Fortunately, I didn't have to do any drilling.....both receivers mounted up to existing holes. However I did have to trim away some of the rear fascia on the Golf Wagon, but it was hidden away underneath the vehicle.


----------



## zebrahum (Jun 29, 2005)

If your car is easy then go with E-trailer, otherwise I've not had a complaint on the two cars I've had Uhaul install hitches on. More expensive than doing it yourself, but what would you expect?


----------



## fatkidonabike (Feb 7, 2016)

I'd do it myself. I don't trust anybody else with my vehicles. Especially some drop out working at a U-Haul store. But I've been both an auto mechanic and millwright in past careers so things like this come easy to me.


----------



## tonybennett (Feb 19, 2016)

I know a lot of people say not to get your hitch from Uhaul but I’ve had several done by them and the biggest reason is the warranty. I bought a hitch several years ago for a Honda Fit, while working in West Virginia and had it for several years and it began to rust. Took it to my local Uhaul, they checked their computer and replaced it at no charge to me. That might be something to think about.


----------



## coke (Jun 7, 2008)

I've installed 3 or 4. For the most part, the hitch usually only required 4 or 6 bolts. Very simple if you have someone to help hold it up. An impact wrench also makes things very quick. 

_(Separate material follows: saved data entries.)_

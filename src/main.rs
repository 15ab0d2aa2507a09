//! CLI entry point for quill

use anyhow::{Context, Result};
use clap::{Parser, Subcommand};
use std::path::PathBuf;
use tracing_subscriber::{layer::SubscriberExt, util::SubscriberInitExt};

use quill_rs::commands::list::ListKind;
use quill_rs::{Quill, RouteKind};

#[derive(Parser)]
#[command(name = "quill")]
#[command(version)]
#[command(about = "Index markdown posts and render them for a static blog", long_about = None)]
struct Cli {
    /// Set the base directory (defaults to current directory)
    #[arg(short, long, global = true)]
    cwd: Option<PathBuf>,

    /// Enable debug output
    #[arg(short, long, global = true)]
    debug: bool,

    #[command(subcommand)]
    command: Commands,
}

#[derive(Subcommand)]
enum Commands {
    /// Generate the data files and sitemap
    #[command(alias = "g")]
    Generate {
        /// Watch for file changes
        #[arg(short, long)]
        watch: bool,
    },

    /// Clean the public folder
    Clean,

    /// List site information
    List {
        /// Type of content to list
        #[arg(value_enum, default_value = "post")]
        r#type: ListKind,
    },

    /// Print a rendered post as JSON
    Show {
        /// Post id (file name without `.md`)
        id: String,
    },

    /// Print the static route params for a listing type
    Paths {
        #[arg(value_enum)]
        kind: RouteKind,
    },

    /// Print the sitemap
    Sitemap,

    /// Display version information
    Version,
}

fn main() -> Result<()> {
    let cli = Cli::parse();

    // Initialize logging
    let filter = if cli.debug {
        "quill_rs=debug,info"
    } else {
        "quill_rs=info"
    };

    tracing_subscriber::registry()
        .with(
            tracing_subscriber::EnvFilter::try_from_default_env().unwrap_or_else(|_| filter.into()),
        )
        .with(tracing_subscriber::fmt::layer().with_writer(std::io::stderr))
        .init();

    // Determine base directory
    let base_dir = match cli.cwd {
        Some(dir) => dir,
        None => std::env::current_dir().context("reading current directory")?,
    };

    match cli.command {
        Commands::Generate { watch } => {
            let quill = Quill::new(&base_dir)?;
            tracing::info!("Generating data files...");

            quill.generate()?;
            println!("Generated successfully!");

            if watch {
                quill_rs::commands::generate::watch(&quill)?;
            }
        }

        Commands::Clean => {
            let quill = Quill::new(&base_dir)?;
            tracing::info!("Cleaning public folder...");
            quill.clean()?;
            println!("Cleaned successfully!");
        }

        Commands::List { r#type } => {
            let quill = Quill::new(&base_dir)?;
            quill_rs::commands::list::run(&quill, r#type)?;
        }

        Commands::Show { id } => {
            let quill = Quill::new(&base_dir)?;
            quill_rs::commands::show::run(&quill, &id)?;
        }

        Commands::Paths { kind } => {
            let quill = Quill::new(&base_dir)?;
            quill_rs::commands::paths::run(&quill, kind)?;
        }

        Commands::Sitemap => {
            let quill = Quill::new(&base_dir)?;
            tracing::debug!(
                "Sitemap content type: {}",
                quill_rs::sitemap::SITEMAP_CONTENT_TYPE
            );
            quill_rs::commands::sitemap::run(&quill)?;
        }

        Commands::Version => {
            println!("quill version {}", env!("CARGO_PKG_VERSION"));
        }
    }

    Ok(())
}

The electrical part is typically what requires more work. Your car may be mostly prewired for a trailer, which will make things easy if you buy a factory kit. If you don't have that, then one of the kits that lets you just plug in to your taillights works well in most cases and doesn't require much if any splicing. You need to know in advance though if your trailer needs a 7 pin or 4 pin plug and what will be required for that to work with your vehicle. Once you adding things like brake controllers, aux power, etc... it gets more complicated.


----------



## tonybennett (Feb 19, 2016)

Let me edit my suggestion by stating that I’ve had Uhaul install my trailer hitches on cars that wouldn’t normally have a hitch. So we never needed anything wired. One Honda Civic, two Honda Fits and my wife’s Honda CRV. We only installed them because we wanted to use trailer-based bike/cargo carriers. We never intended to tow anything. All of mine were installed in about 30-45 minutes. I’m certain there are better places that have more knowledge but Uhaul always had my mount in stock and it’s literally bolt-on so if you want to do it yourself I’m sure you can.


----------



## GoingNowhere (Oct 15, 2014)

After installing my hitch on my Forester, I'd suggest doing it yourself. It was four bolts and the only part that was a pain was needing to drop my muffler. That was really only tough because I was doing it myself and had to set up jackstands to hold the muffler. If I had a second pair of hands it'd be that much easier. As far as wiring, I lucked out as the Forester comes set up for towing and I just needed to get the plug and play adapter (which I bought years after installing the hitch because I bought the hitch initially for the bike rack).


----------



## trener1 (Aug 15, 2004)

I was recently in the same boat, needed a hitch installed on a Volvo XC60, I was reluctant to use uhaul, but I ended up going there and kind of keeping my fingers crossed, and after everything was said and done I came away super impressed, the guy that did the work seemed really knowledgeable, and did the work very carefully.
I don't know if this is the case at all locations but where I went the guy's full time job was just installing hitch's and he seemed to take pride in his work, so I would totally recommend them.


----------



## tim208 (Apr 23, 2010)

the hitch would not be that tough. wiring the connector so you can run lights on the trailers are a different story.


----------



## JoePAz (May 7, 2012)

I installed a hitch on my 2002 BMW 530. I had to drill the floor where the spare tires goes and remove the rear bumper cover. No big deal if you know how to work on cars. I never bothered with wiring because the I did not want to tow, Just mount the bike rack. 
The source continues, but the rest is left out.